Per i pazienti con grave ritardo mentale le scale di valutazione sono generalmente basate sulle capacità cognitive e funzionali, ciò non di meno, però, alcune includono degli items di valutazione dello stato emotivo. In una delle scale di valutazione più usate (Nihara, Foster ed altri, 1970) valutano tratti comportamentali inerenti la rabbia, l’aggressività e la timidezza.

1.5.3 Scale di valutazione per bambini e lattanti

Per l’ovvio fatto che i lattanti non sanno parlare ed i bambini più grandicelli abbiano incapacità linguistica sufficiente a descrivere i propri stati interni, per lo studio delle emozioni si fa largo uso di scale di valutazione del comportamento.

Birch, Thomas ed altri (Birch, Thomas ed altri, 1962) hanno effettuato uno studio che valutava il temperamento dei lattanti e le modificazioni che si attuavano nel tempo, con intervalli di tre mesi nel primo anno di vita e di sei mesi nel secondo. Per l’analisi erano prese in considerazioni attività fisiche e comportamentali quali il livello di attività, la prevedibilità del comportamento nel tempo, il ritmo respiratorio, la distraibilità, la durata e la persistenza dell’attenzione. Lo studio fu successivamente ripreso e sviluppato da Scarr e Salapetek (Scarr e Salapetek, 1970), sottoponendo i lattanti a degli stimoli molto vari: dalla presenza di persone estranee, dalla distanza dal pavimento, da una scatola a sorpresa, un cane meccanico, da rumori forti e da maschere. Lo studio ha dimostrato che la paura alle altezze aumentava progressivamente fino a circa diciotto mesi, mentre la paura agli altri stimoli rimaneva costante fino ai due anni. La paura agli estranei cresceva fino ai dieci mesi e poi rimaneva costante. Infine sembrava esserci stabilità nelle reazioni di paura quando il lattante veniva sottoposto più volte allo stesso stimolo. Tra le varie cose Scarr e Salpatek osservarono che il comportamento di paura era correlato ad un particolare schema comportamentale.

Tra le prime scale di valutazione emozionale dei bambini si ricorda la Fels Child Behavior Scales (Richard e Simons, 1941), con la quale vengono valutati i tratti di aggressività, affettuosità, capacità di controllo delle emozioni e l’efficacia dell’attività.

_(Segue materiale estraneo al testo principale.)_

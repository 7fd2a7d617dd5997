//! Pump discharge pressure (PDP) calculator.
//!
//! All composition happens on unrounded values; rounding to whole psi is left
//! to the presentation boundary (`Derived::pdp_rounded`).

use crate::catalog::Catalog;
use crate::elevation::ElevationRule;
use crate::friction::{HoseSegment, friction_loss, friction_loss_total};
use crate::nozzle::{MasterNozzle, Nozzle};
use crate::scenario::{MasterLayout, Scenario, SingleLine, WyeLayout};
use hl_core::{round_psi, sanitize};
use serde::{Deserialize, Serialize};

/// One wye branch as seen by the calculator.
#[derive(Debug, Clone, Copy)]
pub struct BranchLine<'s> {
    pub nozzle: &'s Nozzle,
    pub segments: &'s [HoseSegment],
}

/// Pressure a branch needs at the wye.
#[derive(Debug, Clone, Copy, PartialEq, Serialize, Deserialize)]
pub struct BranchNeed {
    pub gpm: f64,
    pub nozzle_psi: f64,
    pub fl_psi: f64,
    pub need_psi: f64,
}

/// Everything computed from a scenario. Always recomputed, never edited.
#[derive(Debug, Clone, PartialEq, Serialize, Deserialize)]
pub struct Derived {
    pub total_flow_gpm: f64,
    pub elevation_psi: f64,
    pub pdp_psi: f64,
    pub detail: DerivedDetail,
}

#[derive(Debug, Clone, PartialEq, Serialize, Deserialize)]
#[serde(tag = "kind", rename_all = "snake_case")]
pub enum DerivedDetail {
    Single {
        nozzle_psi: f64,
        main_fl_psi: f64,
    },
    Wye2 {
        main_fl_psi: f64,
        wye_loss_psi: f64,
        branch_a: BranchNeed,
        branch_b: BranchNeed,
    },
    Master {
        nozzle_psi: f64,
        per_line_gpm: f64,
        line_fl_psi: [f64; 2],
        appliance_loss_psi: f64,
    },
}

impl Derived {
    pub fn pdp_rounded(&self) -> f64 {
        round_psi(self.pdp_psi)
    }

    /// Main line loss; for a master stream, the governing supply line.
    pub fn main_fl_psi(&self) -> f64 {
        match &self.detail {
            DerivedDetail::Single { main_fl_psi, .. } => *main_fl_psi,
            DerivedDetail::Wye2 { main_fl_psi, .. } => *main_fl_psi,
            DerivedDetail::Master { line_fl_psi, .. } => line_fl_psi[0].max(line_fl_psi[1]),
        }
    }

    pub fn higher_need(&self) -> Option<&BranchNeed> {
        match &self.detail {
            DerivedDetail::Wye2 {
                branch_a, branch_b, ..
            } => Some(if branch_a.need_psi >= branch_b.need_psi {
                branch_a
            } else {
                branch_b
            }),
            _ => None,
        }
    }

    pub fn lower_need(&self) -> Option<&BranchNeed> {
        match &self.detail {
            DerivedDetail::Wye2 {
                branch_a, branch_b, ..
            } => Some(if branch_a.need_psi >= branch_b.need_psi {
                branch_b
            } else {
                branch_a
            }),
            _ => None,
        }
    }

    pub fn per_line_gpm(&self) -> Option<f64> {
        match &self.detail {
            DerivedDetail::Master { per_line_gpm, .. } => Some(*per_line_gpm),
            _ => None,
        }
    }

    pub fn wye_loss_psi(&self) -> f64 {
        match &self.detail {
            DerivedDetail::Wye2 { wye_loss_psi, .. } => *wye_loss_psi,
            _ => 0.0,
        }
    }

    pub fn appliance_loss_psi(&self) -> f64 {
        match &self.detail {
            DerivedDetail::Master {
                appliance_loss_psi, ..
            } => *appliance_loss_psi,
            _ => 0.0,
        }
    }
}

/// Stateless calculator over an injected catalog and elevation convention.
#[derive(Debug, Clone, Copy)]
pub struct Calculator<'a> {
    catalog: &'a Catalog,
    elevation: ElevationRule,
}

impl<'a> Calculator<'a> {
    pub fn new(catalog: &'a Catalog, elevation: ElevationRule) -> Self {
        Self { catalog, elevation }
    }

    pub fn catalog(&self) -> &'a Catalog {
        self.catalog
    }

    pub fn elevation_rule(&self) -> ElevationRule {
        self.elevation
    }

    pub fn elevation_psi(&self, elevation_ft: f64) -> f64 {
        self.elevation.pressure(elevation_ft)
    }

    pub fn coefficient(&self, diameter: &str) -> f64 {
        self.catalog.coefficient(diameter)
    }

    pub fn friction_loss(&self, gpm: f64, segment: &HoseSegment) -> f64 {
        friction_loss(self.coefficient(&segment.diameter), gpm, segment.length_ft)
    }

    pub fn friction_loss_total(&self, gpm: f64, segments: &[HoseSegment]) -> f64 {
        friction_loss_total(self.catalog, gpm, segments)
    }

    pub fn branch_need(&self, branch: BranchLine<'_>) -> BranchNeed {
        let gpm = branch.nozzle.flow();
        let nozzle_psi = branch.nozzle.np();
        let fl_psi = self.friction_loss_total(gpm, branch.segments);
        BranchNeed {
            gpm,
            nozzle_psi,
            fl_psi,
            need_psi: nozzle_psi + fl_psi,
        }
    }

    pub fn single_line(&self, nozzle: &Nozzle, main: &[HoseSegment], elevation_ft: f64) -> Derived {
        let gpm = nozzle.flow();
        let nozzle_psi = nozzle.np();
        let main_fl_psi = self.friction_loss_total(gpm, main);
        let elevation_psi = self.elevation_psi(elevation_ft);
        Derived {
            total_flow_gpm: gpm,
            elevation_psi,
            pdp_psi: nozzle_psi + main_fl_psi + elevation_psi,
            detail: DerivedDetail::Single {
                nozzle_psi,
                main_fl_psi,
            },
        }
    }

    /// The pump must satisfy whichever branch needs more pressure at the wye.
    pub fn wye(
        &self,
        main: &[HoseSegment],
        branch_a: BranchLine<'_>,
        branch_b: BranchLine<'_>,
        wye_loss_psi: f64,
        elevation_ft: f64,
    ) -> Derived {
        let a = self.branch_need(branch_a);
        let b = self.branch_need(branch_b);
        let total_flow_gpm = a.gpm + b.gpm;
        let main_fl_psi = self.friction_loss_total(total_flow_gpm, main);
        let wye_loss_psi = sanitize(wye_loss_psi);
        let elevation_psi = self.elevation_psi(elevation_ft);
        Derived {
            total_flow_gpm,
            elevation_psi,
            pdp_psi: a.need_psi.max(b.need_psi) + main_fl_psi + wye_loss_psi + elevation_psi,
            detail: DerivedDetail::Wye2 {
                main_fl_psi,
                wye_loss_psi,
                branch_a: a,
                branch_b: b,
            },
        }
    }

    /// Parallel supply lines: the worse line governs, losses are not summed.
    pub fn master_stream(
        &self,
        nozzle: &MasterNozzle,
        per_line_gpm: f64,
        lines: [&[HoseSegment]; 2],
        elevation_ft: f64,
    ) -> Derived {
        let per_line_gpm = sanitize(per_line_gpm);
        let line_fl_psi = [
            self.friction_loss_total(per_line_gpm, lines[0]),
            self.friction_loss_total(per_line_gpm, lines[1]),
        ];
        let nozzle_psi = nozzle.np();
        let appliance_loss_psi = nozzle.appliance_loss();
        let elevation_psi = self.elevation_psi(elevation_ft);
        Derived {
            total_flow_gpm: nozzle.flow(),
            elevation_psi,
            pdp_psi: nozzle_psi
                + line_fl_psi[0].max(line_fl_psi[1])
                + appliance_loss_psi
                + elevation_psi,
            detail: DerivedDetail::Master {
                nozzle_psi,
                per_line_gpm,
                line_fl_psi,
                appliance_loss_psi,
            },
        }
    }

    pub fn single_line_pdp(&self, nozzle: &Nozzle, main: &[HoseSegment], elevation_ft: f64) -> f64 {
        self.single_line(nozzle, main, elevation_ft).pdp_psi
    }

    pub fn wye_pdp(
        &self,
        main: &[HoseSegment],
        branch_a: BranchLine<'_>,
        branch_b: BranchLine<'_>,
        wye_loss_psi: f64,
        elevation_ft: f64,
    ) -> f64 {
        self.wye(main, branch_a, branch_b, wye_loss_psi, elevation_ft)
            .pdp_psi
    }

    pub fn master_stream_pdp(
        &self,
        nozzle: &MasterNozzle,
        per_line_gpm: f64,
        lines: [&[HoseSegment]; 2],
        elevation_ft: f64,
    ) -> f64 {
        self.master_stream(nozzle, per_line_gpm, lines, elevation_ft)
            .pdp_psi
    }

    /// Compute every derived value for a scenario.
    pub fn derive(&self, scenario: &Scenario) -> Derived {
        match scenario {
            Scenario::Single(s) => self.derive_single(s),
            Scenario::Wye2(w) => self.derive_wye(w),
            Scenario::Master(m) => self.derive_master(m),
        }
    }

    pub fn pdp(&self, scenario: &Scenario) -> f64 {
        self.derive(scenario).pdp_psi
    }

    fn derive_single(&self, s: &SingleLine) -> Derived {
        self.single_line(&s.nozzle, &s.main_segments(), s.elevation_ft)
    }

    fn derive_wye(&self, w: &WyeLayout) -> Derived {
        let a_segments = w.branch_a.segments();
        let b_segments = w.branch_b.segments();
        self.wye(
            &w.main_segments(),
            BranchLine {
                nozzle: &w.branch_a.nozzle,
                segments: &a_segments,
            },
            BranchLine {
                nozzle: &w.branch_b.nozzle,
                segments: &b_segments,
            },
            w.wye_loss_psi,
            w.elevation_ft,
        )
    }

    fn derive_master(&self, m: &MasterLayout) -> Derived {
        let line1 = m.line1.segments();
        let line2 = m.line2.segments();
        self.master_stream(
            &m.master_nozzle,
            m.master_nozzle.flow() / 2.0,
            [&line1, &line2],
            m.elevation_ft,
        )
    }
}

Un’altra scala di valutazione è quella descritta da Brody, Plutchik ed altri (Brody, Plutchik, Reilly e Peterson, 1973) con la quale cercarono di mettere in relazione i disturbi di comportamento in bambini di terza elementare con i tratti di personalità e assenze dalla scuola con il quoziente di intelligenza. L’analisi veniva effettuata su due livelli: il primo teneva in considerazione dodici tratti di personalità valutati dall’insegnante, il secondo si riferiva a dodici tipi di problemi incontrati normalmente incontrabili in classe, quali i problemi di lettura, di linguaggio, di isolamento, d’ira di iperattività, di aggressività ed altri.

Questi ed altri studi hanno permesso di concludere che è possibile misurare e quindi studiare le emozioni in lattanti e bambini anche se molto piccoli.